I'm a Lifetime WW member that's fallen way off the wagon. ;) I had stopped going at one point because I had fantasies of shoving massive amounts of sheet cake and gallons of ice cream down the throat of my too-thin, weight obessed leader. I feel your pain.

Of course, if you actually pay attention to what you're eating and try to follow program it works well! Now if only I could get off my butt and do it.
 


At 11:00 AM, Blogger craziequeen said........
'Miss Chirpy' was the reason I only ever went to ONE meeting.........

I just can't be THAT damned chipper!

cq
MSM
 


At 3:05 PM, Blogger mar said........
Michele sent me to wish you good luck...!!!
 


At 6:48 PM, Blogger YellowRose said........
Ummm, whether it really was that bad or not, I've been to WW's and have seen what length's some leaders go to....so my thoughts are with you! ;)

Funny post!!!
 


At 8:58 PM, Blogger David said........
my fist - with a cheeseburger in it
as long as I can sqeeze in to these levis 501 36 waist I am ok
after that I have to cut back on beer
Michele has to cut back too
 


At 9:16 PM, Anonymous surcie said........
I'm glad Michelle sent me 'cause we have some things in common. I'm a clergy spouse living in the same state and attending WW. Have a great weekend!
 


At 9:45 PM, Blogger Carmi said........
I've got issues with overly chipper people.

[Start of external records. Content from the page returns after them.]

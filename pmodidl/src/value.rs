//! Types scalaires des propriétés et leur représentation textuelle.
//!
//! Le format texte suit les conventions DIDL-Lite : booléens en `"1"`/`"0"`,
//! entiers en décimal, nombres flottants avec deux décimales.

use std::fmt;

use serde::{Deserialize, Serialize};

/// Type sémantique d'une propriété liée.
#[derive(Debug, Clone, Copy, PartialEq, Eq, Hash, Serialize, Deserialize)]
pub enum PropertyKind {
    Element,
    String,
    Boolean,
    Integer,
    UnsignedInteger,
    Long,
    UnsignedLong,
    Number,
}

impl fmt::Display for PropertyKind {
    fn fmt(&self, f: &mut fmt::Formatter<'_>) -> fmt::Result {
        let name = match self {
            PropertyKind::Element => "element",
            PropertyKind::String => "string",
            PropertyKind::Boolean => "boolean",
            PropertyKind::Integer => "integer",
            PropertyKind::UnsignedInteger => "unsigned integer",
            PropertyKind::Long => "long",
            PropertyKind::UnsignedLong => "unsigned long",
            PropertyKind::Number => "number",
        };
        f.write_str(name)
    }
}

/// Valeur scalaire dynamiquement typée, utilisée par l'adressage par chemin
/// et l'export JSON.
#[derive(Debug, Clone, PartialEq, Serialize, Deserialize)]
#[serde(untagged)]
pub enum Scalar {
    String(String),
    Boolean(bool),
    Integer(i32),
    UnsignedInteger(u32),
    Long(i64),
    UnsignedLong(u64),
    Number(f64),
}

impl Scalar {
    pub fn kind(&self) -> PropertyKind {
        match self {
            Scalar::String(_) => PropertyKind::String,
            Scalar::Boolean(_) => PropertyKind::Boolean,
            Scalar::Integer(_) => PropertyKind::Integer,
            Scalar::UnsignedInteger(_) => PropertyKind::UnsignedInteger,
            Scalar::Long(_) => PropertyKind::Long,
            Scalar::UnsignedLong(_) => PropertyKind::UnsignedLong,
            Scalar::Number(_) => PropertyKind::Number,
        }
    }

    /// Représentation texte, identique à celle écrite dans le document.
    pub fn to_text(&self) -> String {
        match self {
            Scalar::String(v) => v.format(),
            Scalar::Boolean(v) => v.format(),
            Scalar::Integer(v) => v.format(),
            Scalar::UnsignedInteger(v) => v.format(),
            Scalar::Long(v) => v.format(),
            Scalar::UnsignedLong(v) => v.format(),
            Scalar::Number(v) => v.format(),
        }
    }

    pub fn as_str(&self) -> Option<&str> {
        match self {
            Scalar::String(v) => Some(v),
            _ => None,
        }
    }
}

impl From<&str> for Scalar {
    fn from(value: &str) -> Self {
        Scalar::String(value.to_string())
    }
}

impl From<String> for Scalar {
    fn from(value: String) -> Self {
        Scalar::String(value)
    }
}

impl From<bool> for Scalar {
    fn from(value: bool) -> Self {
        Scalar::Boolean(value)
    }
}

impl From<i32> for Scalar {
    fn from(value: i32) -> Self {
        Scalar::Integer(value)
    }
}

impl From<u32> for Scalar {
    fn from(value: u32) -> Self {
        Scalar::UnsignedInteger(value)
    }
}

impl From<i64> for Scalar {
    fn from(value: i64) -> Self {
        Scalar::Long(value)
    }
}

impl From<u64> for Scalar {
    fn from(value: u64) -> Self {
        Scalar::UnsignedLong(value)
    }
}

impl From<f64> for Scalar {
    fn from(value: f64) -> Self {
        Scalar::Number(value)
    }
}

/// Type Rust pouvant être stocké derrière une liaison scalaire.
pub trait ScalarValue: Clone + Send + Sync + 'static {
    const KIND: PropertyKind;

    /// Formate la valeur pour le document.
    fn format(&self) -> String;

    /// Lit la valeur depuis le texte du document. La chaîne entière doit
    /// être consommée.
    fn parse_text(raw: &str) -> Option<Self>;

    fn to_scalar(&self) -> Scalar;

    fn from_scalar(value: &Scalar) -> Option<Self>;
}

impl ScalarValue for String {
    const KIND: PropertyKind = PropertyKind::String;

    fn format(&self) -> String {
        self.clone()
    }

    fn parse_text(raw: &str) -> Option<Self> {
        Some(raw.to_string())
    }

    fn to_scalar(&self) -> Scalar {
        Scalar::String(self.clone())
    }

    fn from_scalar(value: &Scalar) -> Option<Self> {
        match value {
            Scalar::String(v) => Some(v.clone()),
            other => Some(other.to_text()),
        }
    }
}

impl ScalarValue for bool {
    const KIND: PropertyKind = PropertyKind::Boolean;

    fn format(&self) -> String {
        if *self { "1" } else { "0" }.to_string()
    }

    fn parse_text(raw: &str) -> Option<Self> {
        match raw.trim().to_ascii_lowercase().as_str() {
            "1" | "true" | "yes" => Some(true),
            "0" | "false" | "no" => Some(false),
            _ => None,
        }
    }

    fn to_scalar(&self) -> Scalar {
        Scalar::Boolean(*self)
    }

    fn from_scalar(value: &Scalar) -> Option<Self> {
        match value {
            Scalar::Boolean(v) => Some(*v),
            Scalar::String(v) => Self::parse_text(v),
            _ => None,
        }
    }
}

/// Découpe un entier textuel en (négatif, base, chiffres).
///
/// Accepte un signe optionnel, puis `0x`/`0X` (hexadécimal), un `0` initial
/// suivi d'autres chiffres (octal) ou du décimal.
fn split_integer(raw: &str) -> Option<(bool, u32, &str)> {
    let s = raw.trim();
    let (negative, s) = match s.as_bytes().first()? {
        b'-' => (true, &s[1..]),
        b'+' => (false, &s[1..]),
        _ => (false, s),
    };
    let (radix, digits) = if let Some(hex) = s.strip_prefix("0x").or_else(|| s.strip_prefix("0X")) {
        (16, hex)
    } else if s.len() > 1 && s.starts_with('0') {
        (8, &s[1..])
    } else {
        (10, s)
    };
    // from_str_radix accepte un signe : on l'a déjà consommé
    if digits.is_empty() || digits.starts_with(['+', '-']) {
        return None;
    }
    Some((negative, radix, digits))
}

fn parse_signed(raw: &str) -> Option<i64> {
    let (negative, radix, digits) = split_integer(raw)?;
    let magnitude = u64::from_str_radix(digits, radix).ok()?;
    if negative {
        if magnitude == i64::MIN.unsigned_abs() {
            Some(i64::MIN)
        } else {
            i64::try_from(magnitude).ok().map(|v| -v)
        }
    } else {
        i64::try_from(magnitude).ok()
    }
}

fn parse_unsigned(raw: &str) -> Option<u64> {
    let (negative, radix, digits) = split_integer(raw)?;
    let magnitude = u64::from_str_radix(digits, radix).ok()?;
    if negative && magnitude != 0 {
        return None;
    }
    Some(magnitude)
}

macro_rules! integer_scalar {
    ($ty:ty, $kind:ident, $parse:ident) => {
        impl ScalarValue for $ty {
            const KIND: PropertyKind = PropertyKind::$kind;

            fn format(&self) -> String {
                self.to_string()
            }

            fn parse_text(raw: &str) -> Option<Self> {
                $parse(raw).and_then(|v| <$ty>::try_from(v).ok())
            }

            fn to_scalar(&self) -> Scalar {
                Scalar::$kind(*self)
            }

            fn from_scalar(value: &Scalar) -> Option<Self> {
                match value {
                    Scalar::Integer(v) => <$ty>::try_from(*v).ok(),
                    Scalar::UnsignedInteger(v) => <$ty>::try_from(*v).ok(),
                    Scalar::Long(v) => <$ty>::try_from(*v).ok(),
                    Scalar::UnsignedLong(v) => <$ty>::try_from(*v).ok(),
                    Scalar::String(v) => Self::parse_text(v),
                    _ => None,
                }
            }
        }
    };
}

integer_scalar!(i32, Integer, parse_signed);
integer_scalar!(u32, UnsignedInteger, parse_unsigned);
integer_scalar!(i64, Long, parse_signed);
integer_scalar!(u64, UnsignedLong, parse_unsigned);

impl ScalarValue for f64 {
    const KIND: PropertyKind = PropertyKind::Number;

    fn format(&self) -> String {
        format!("{:.2}", self)
    }

    fn parse_text(raw: &str) -> Option<Self> {
        let value: f64 = raw.trim().parse().ok()?;
        value.is_finite().then_some(value)
    }

    fn to_scalar(&self) -> Scalar {
        Scalar::Number(*self)
    }

    fn from_scalar(value: &Scalar) -> Option<Self> {
        match value {
            Scalar::Number(v) => Some(*v),
            Scalar::Integer(v) => Some(f64::from(*v)),
            Scalar::UnsignedInteger(v) => Some(f64::from(*v)),
            Scalar::String(v) => Self::parse_text(v),
            _ => None,
        }
    }
}

#[cfg(test)]
mod tests {
    use super::*;

    #[test]
    fn test_boolean_format_and_parse() {
        assert_eq!(true.format(), "1");
        assert_eq!(false.format(), "0");
        assert_eq!(bool::parse_text("TRUE"), Some(true));
        assert_eq!(bool::parse_text("no"), Some(false));
        assert_eq!(bool::parse_text("0"), Some(false));
        assert_eq!(bool::parse_text("maybe"), None);
    }

    #[test]
    fn test_integer_prefixes() {
        assert_eq!(i32::parse_text("42"), Some(42));
        assert_eq!(i32::parse_text("-17"), Some(-17));
        assert_eq!(i32::parse_text("0x1F"), Some(31));
        assert_eq!(i32::parse_text("010"), Some(8));
        assert_eq!(u64::parse_text("0"), Some(0));
        assert_eq!(u32::parse_text(" 7 "), Some(7));
    }

    #[test]
    fn test_integer_rejects_garbage() {
        assert_eq!(i32::parse_text("12abc"), None);
        assert_eq!(i32::parse_text(""), None);
        assert_eq!(i32::parse_text("0x"), None);
        assert_eq!(i32::parse_text("--1"), None);
        assert_eq!(u32::parse_text("-1"), None);
        assert_eq!(i32::parse_text("4294967296"), None);
        assert_eq!(i64::parse_text("-9223372036854775808"), Some(i64::MIN));
    }

    #[test]
    fn test_number_two_decimals() {
        assert_eq!(3.14159f64.format(), "3.14");
        assert_eq!(2f64.format(), "2.00");
        assert_eq!(f64::parse_text("9.99"), Some(9.99));
        assert_eq!(f64::parse_text("9.99 EUR"), None);
    }

    #[test]
    fn test_scalar_conversions() {
        assert_eq!(u32::from_scalar(&Scalar::Integer(5)), Some(5));
        assert_eq!(u32::from_scalar(&Scalar::Integer(-5)), None);
        assert_eq!(String::from_scalar(&Scalar::Boolean(true)), Some("1".to_string()));
        assert_eq!(Scalar::from(1.5f64).to_text(), "1.50");
        assert_eq!(Scalar::from("x").kind(), PropertyKind::String);
    }
}
impl<T: 'static> PropertyList<T> {
    /// Crée une liste vide.
    pub fn new() -> Self {
        Self { entries: Vec::new() }
    }

    pub fn len(&self) -> usize {
        self.entries.len()
    }

    pub fn is_empty(&self) -> bool {
        self.entries.is_empty()
    }

    pub fn index_of(&self, key: &str) -> Option<usize> {
        self.entries.iter().position(|e| e.binding.key == key)
    }

    pub fn binding(&self, index: usize) -> Option<&PropertyBinding> {
        self.entries.get(index).map(|e| &e.binding)
    }

    pub fn binding_mut(&mut self, index: usize) -> Option<&mut PropertyBinding> {
        self.entries.get_mut(index).map(|e| &mut e.binding)
    }

    pub fn get(&self, key: &str) -> Option<&PropertyBinding> {
        self.index_of(key).and_then(|i| self.binding(i))
    }

    pub fn get_mut(&mut self, key: &str) -> Option<&mut PropertyBinding> {
        self.index_of(key).and_then(move |i| self.binding_mut(i))
    }

    pub fn bindings(&self) -> impl Iterator<Item = &PropertyBinding> {
        self.entries.iter().map(|e| &e.binding)
    }

    pub fn is_valid(&self, key: &str) -> bool {
        self.get(key).is_some_and(PropertyBinding::is_valid)
    }

    /// Change la validité d'une propriété. Sans effet si la clé est inconnue.
    pub fn set_valid(&mut self, key: &str, valid: bool) {
        if let Some(binding) = self.get_mut(key) {
            binding.set_valid(valid);
        }
    }

    /// Recopie les drapeaux de validité d'une autre liste, clé par clé.
    pub fn copy_validity<U: 'static>(&mut self, other: &PropertyList<U>) {
        for entry in &mut self.entries {
            if let Some(source) = other.get(&entry.binding.key) {
                entry.binding.valid = source.valid;
            }
        }
    }

    pub(crate) fn access(&self, index: usize) -> Option<Arc<dyn FieldAccess<T>>> {
        self.entries.get(index).map(|e| Arc::clone(&e.access))
    }

    fn push(
        &mut self,
        name: &str,
        kind: PropertyKind,
        storage: Cardinality,
        access: Arc<dyn FieldAccess<T>>,
    ) -> &mut PropertyBinding {
        let binding = PropertyBinding::new(name, kind, storage);
        let index = match self.index_of(binding.key()) {
            Some(existing) => {
                debug_assert!(false, "property '{}' is bound twice", binding.key());
                error!(property = %binding.key(), "Property bound twice, keeping the first binding");
                existing
            }
            None => {
                self.entries.push(PropertyEntry { binding, access });
                self.entries.len() - 1
            }
        };
        &mut self.entries[index].binding
    }

    /// Lie un champ scalaire à valeur unique.
    pub fn bind_scalar<V: ScalarValue>(
        &mut self,
        name: &str,
        get: fn(&T) -> &V,
        get_mut: fn(&mut T) -> &mut V,
    ) -> &mut PropertyBinding {
        self.push(name, V::KIND, Cardinality::Single, Arc::new(ScalarSlot::Single { get, get_mut }))
    }

    /// Lie un champ scalaire à valeurs multiples.
    pub fn bind_scalars<V: ScalarValue>(
        &mut self,
        name: &str,
        get: fn(&T) -> &Vec<V>,
        get_mut: fn(&mut T) -> &mut Vec<V>,
    ) -> &mut PropertyBinding {
        self.push(
            name,
            V::KIND,
            Cardinality::Multiple,
            Arc::new(ScalarSlot::Multiple { get, get_mut }),
        )
    }

    pub fn bind_string(
        &mut self,
        name: &str,
        get: fn(&T) -> &String,
        get_mut: fn(&mut T) -> &mut String,
    ) -> &mut PropertyBinding {
        self.bind_scalar(name, get, get_mut)
    }

    pub fn bind_strings(
        &mut self,
        name: &str,
        get: fn(&T) -> &Vec<String>,
        get_mut: fn(&mut T) -> &mut Vec<String>,
    ) -> &mut PropertyBinding {
        self.bind_scalars(name, get, get_mut)
    }

    pub fn bind_boolean(
        &mut self,
        name: &str,
        get: fn(&T) -> &bool,
        get_mut: fn(&mut T) -> &mut bool,
    ) -> &mut PropertyBinding {
        self.bind_scalar(name, get, get_mut)
    }

    pub fn bind_integer(
        &mut self,
        name: &str,
        get: fn(&T) -> &i32,
        get_mut: fn(&mut T) -> &mut i32,
    ) -> &mut PropertyBinding {
        self.bind_scalar(name, get, get_mut)
    }

    pub fn bind_unsigned_integer(
        &mut self,
        name: &str,
        get: fn(&T) -> &u32,
        get_mut: fn(&mut T) -> &mut u32,
    ) -> &mut PropertyBinding {
        self.bind_scalar(name, get, get_mut)
    }

    pub fn bind_long(
        &mut self,
        name: &str,
        get: fn(&T) -> &i64,
        get_mut: fn(&mut T) -> &mut i64,
    ) -> &mut PropertyBinding {
        self.bind_scalar(name, get, get_mut)
    }

    pub fn bind_unsigned_long(
        &mut self,
        name: &str,
        get: fn(&T) -> &u64,
        get_mut: fn(&mut T) -> &mut u64,
    ) -> &mut PropertyBinding {
        self.bind_scalar(name, get, get_mut)
    }

    pub fn bind_number(
        &mut self,
        name: &str,
        get: fn(&T) -> &f64,
        get_mut: fn(&mut T) -> &mut f64,
    ) -> &mut PropertyBinding {
        self.bind_scalar(name, get, get_mut)
    }

    /// Lie un sous-élément toujours présent dans le stockage.
    pub fn bind_element<E: DidlElement + Clone>(
        &mut self,
        name: &str,
        get: fn(&T) -> &E,
        get_mut: fn(&mut T) -> &mut E,
    ) -> &mut PropertyBinding {
        self.push(
            name,
            PropertyKind::Element,
            Cardinality::Single,
            Arc::new(ElementSlot::Single { get, get_mut }),
        )
    }

    /// Lie un sous-élément absent par défaut. Nécessite un générateur.
    pub fn bind_optional_element<E: DidlElement + Clone>(
        &mut self,
        name: &str,
        get: fn(&T) -> &Option<E>,
        get_mut: fn(&mut T) -> &mut Option<E>,
    ) -> &mut PropertyBinding {
        self.push(
            name,
            PropertyKind::Element,
            Cardinality::Single,
            Arc::new(ElementSlot::Optional { get, get_mut }),
        )
    }

    /// Lie une liste de sous-éléments. Nécessite un générateur.
    pub fn bind_elements<E: DidlElement + Clone>(
        &mut self,
        name: &str,
        get: fn(&T) -> &Vec<E>,
        get_mut: fn(&mut T) -> &mut Vec<E>,
    ) -> &mut PropertyBinding {
        self.push(
            name,
            PropertyKind::Element,
            Cardinality::Multiple,
            Arc::new(ElementSlot::Multiple { get, get_mut }),
        )
    }
}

They give me the willies.

Still, if it helps kickstart the process, maybe a little annoyance isn't such a bad thing.
 


At 4:26 AM, Blogger WendyWings said........
Did she used to run a cult then moved over to WW ?
She sounds seriously over chipper to me.
 


At 12:12 PM, Blogger Shelli said........
I really thought you were way over exaggerating with this, but when I went to my meeting today I had a similar experience. My WW leader was Super something or other. I really like him, so it was just plain funny! It must be what they were told to preach this week!
 


At 1:07 PM, Blogger Petite Mom Blogger said........
Hi Michelle sent me. My husband was on WW for over a year. He never mentioned anything like this...lol...anyway, your story and your experience was hilarious!
 


At 4:39 PM, Blogger Barbara said........
At least the meetings are "interesting".